Le pare normale togliere una scuola ai bambini? Le pare giusto cancellare il futuro di bambini poveri ed indifesi che, hanno la fortuna a differenza di altri, di poter studiare quel minimo per poter continuare a sognare? Vuole cancellare per caso la loro dignità?

Sa che questo è un crimine contro l’umanità? No? È tutto scritto nelle Leggi Internazionali. E a questo punto mi chiedo, dove sia la giustizia. Dov’è il mondo migliore che tutti noi bambini sogniamo? Anche lei è stato bambino e sono sicura che sognava un mondo migliore per l’umanità, un mondo felice, ma quello in cui vivo per colpa di queste azioni disumane, non lo è.

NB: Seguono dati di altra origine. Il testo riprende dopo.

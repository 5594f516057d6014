//! Coarse block-matching search between consecutive grids.
//!
//! This is a simplified block match minimizing absolute intensity
//! difference, not full correlation: at grid scale a single-cell
//! comparison is enough signal, and the cost stays
//! O(N²·r²/k²) for stride k and radius r.

use super::edges::EdgeMap;
use super::grid::GrayGrid;

/// Tuning parameters for the block-matching search.
#[derive(Debug, Clone)]
pub struct FlowParams {
    /// Process every k-th interior row/column (k >= 2 bounds cost).
    pub stride: usize,
    /// Search radius in cells around each sampled cell.
    pub radius: isize,
    /// Minimum gradient magnitude for a cell to participate.
    pub edge_threshold: f64,
    /// Minimum total edge weight for a frame to produce an estimate;
    /// below this the sample is zero (insufficient texture).
    pub min_total_weight: f64,
}

impl Default for FlowParams {
    fn default() -> Self {
        Self {
            stride: 2,
            radius: 3,
            edge_threshold: 0.05,
            min_total_weight: 0.5,
        }
    }
}

/// Weighted-average displacement between two frames, in units
/// normalized by the grid dimensions (not yet scaled by sensitivity).
#[derive(Debug, Clone, Copy, PartialEq, Default)]
pub struct FlowSample {
    /// Horizontal displacement, normalized by grid width.
    pub dx: f64,
    /// Vertical displacement, normalized by grid height.
    pub dy: f64,
}

impl FlowSample {
    /// The zero sample ("no detected motion").
    pub const ZERO: Self = Self { dx: 0.0, dy: 0.0 };
}

/// Match-quality tie tolerance; within it the smaller displacement wins.
const DIFF_EPSILON: f64 = 1e-9;

/// Estimates the displacement `prev` → `cur`.
///
/// Edge-weighted cells on the configured stride are matched against a
/// bounded neighborhood in the current grid; the result is the
/// weighted mean displacement. Returns [`FlowSample::ZERO`] when the
/// participating weight is below `min_total_weight`.
pub fn estimate(
    prev: &GrayGrid,
    cur: &GrayGrid,
    edges: &EdgeMap,
    params: &FlowParams,
) -> FlowSample {
    let size = cur.size();
    if size < 3 || prev.size() != size {
        return FlowSample::ZERO;
    }

    let stride = params.stride.max(1);
    let radius = params.radius.max(0);

    let mut sum_dx = 0.0;
    let mut sum_dy = 0.0;
    let mut sum_w = 0.0;

    for y in (1..size - 1).step_by(stride) {
        for x in (1..size - 1).step_by(stride) {
            let weight = edges.at(x, y);
            if weight <= 0.0 {
                continue;
            }

            let reference = prev.at(x, y);

            // Start from zero displacement; ambiguous matches resolve
            // toward no motion rather than an arbitrary direction.
            let mut best_dx = 0isize;
            let mut best_dy = 0isize;
            let mut best_diff = (cur.at(x, y) - reference).abs();
            let mut best_d2 = 0isize;

            for dy in -radius..=radius {
                let cy = y as isize + dy;
                if cy < 1 || cy >= (size - 1) as isize {
                    continue;
                }
                for dx in -radius..=radius {
                    let cx = x as isize + dx;
                    if cx < 1 || cx >= (size - 1) as isize {
                        continue;
                    }
                    let diff = (cur.at(cx as usize, cy as usize) - reference).abs();
                    let d2 = dx * dx + dy * dy;
                    let better = diff + DIFF_EPSILON < best_diff
                        || (diff < best_diff + DIFF_EPSILON && d2 < best_d2);
                    if better {
                        best_diff = diff;
                        best_dx = dx;
                        best_dy = dy;
                        best_d2 = d2;
                    }
                }
            }

            sum_dx += weight * best_dx as f64;
            sum_dy += weight * best_dy as f64;
            sum_w += weight;
        }
    }

    if sum_w < params.min_total_weight {
        tracing::trace!(total_weight = sum_w, "insufficient texture, zero flow");
        return FlowSample::ZERO;
    }

    FlowSample {
        dx: sum_dx / sum_w / size as f64,
        dy: sum_dy / sum_w / size as f64,
    }
}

Rifletta a lungo e ritrovi il bambino che era, e dimostri a se stesso e al mondo che lei è una persona migliore, non la persona disumana e senza coscienza come molti la descrivono.

Sappia fin da subito che se lei non acconsentirà alla mia richiesta mi ha dimostrato di essere una persona malvagia e senza cuore, attaccata solo al potere e che sa solo imporre con la forza il suo volere. Inoltre le faccio sapere che io non mi fermerò finché questa situazione di oppressione e violenza nei confronti della popolazione palestinese non finirà, ovunque essa si manifesta. Mi consideri anche una spina nel fianco, ma non lo sono.

Sono solo una ragazza che sogna di vedere i suoi coetanei felici.

Cordiali saluti,
Claudia C.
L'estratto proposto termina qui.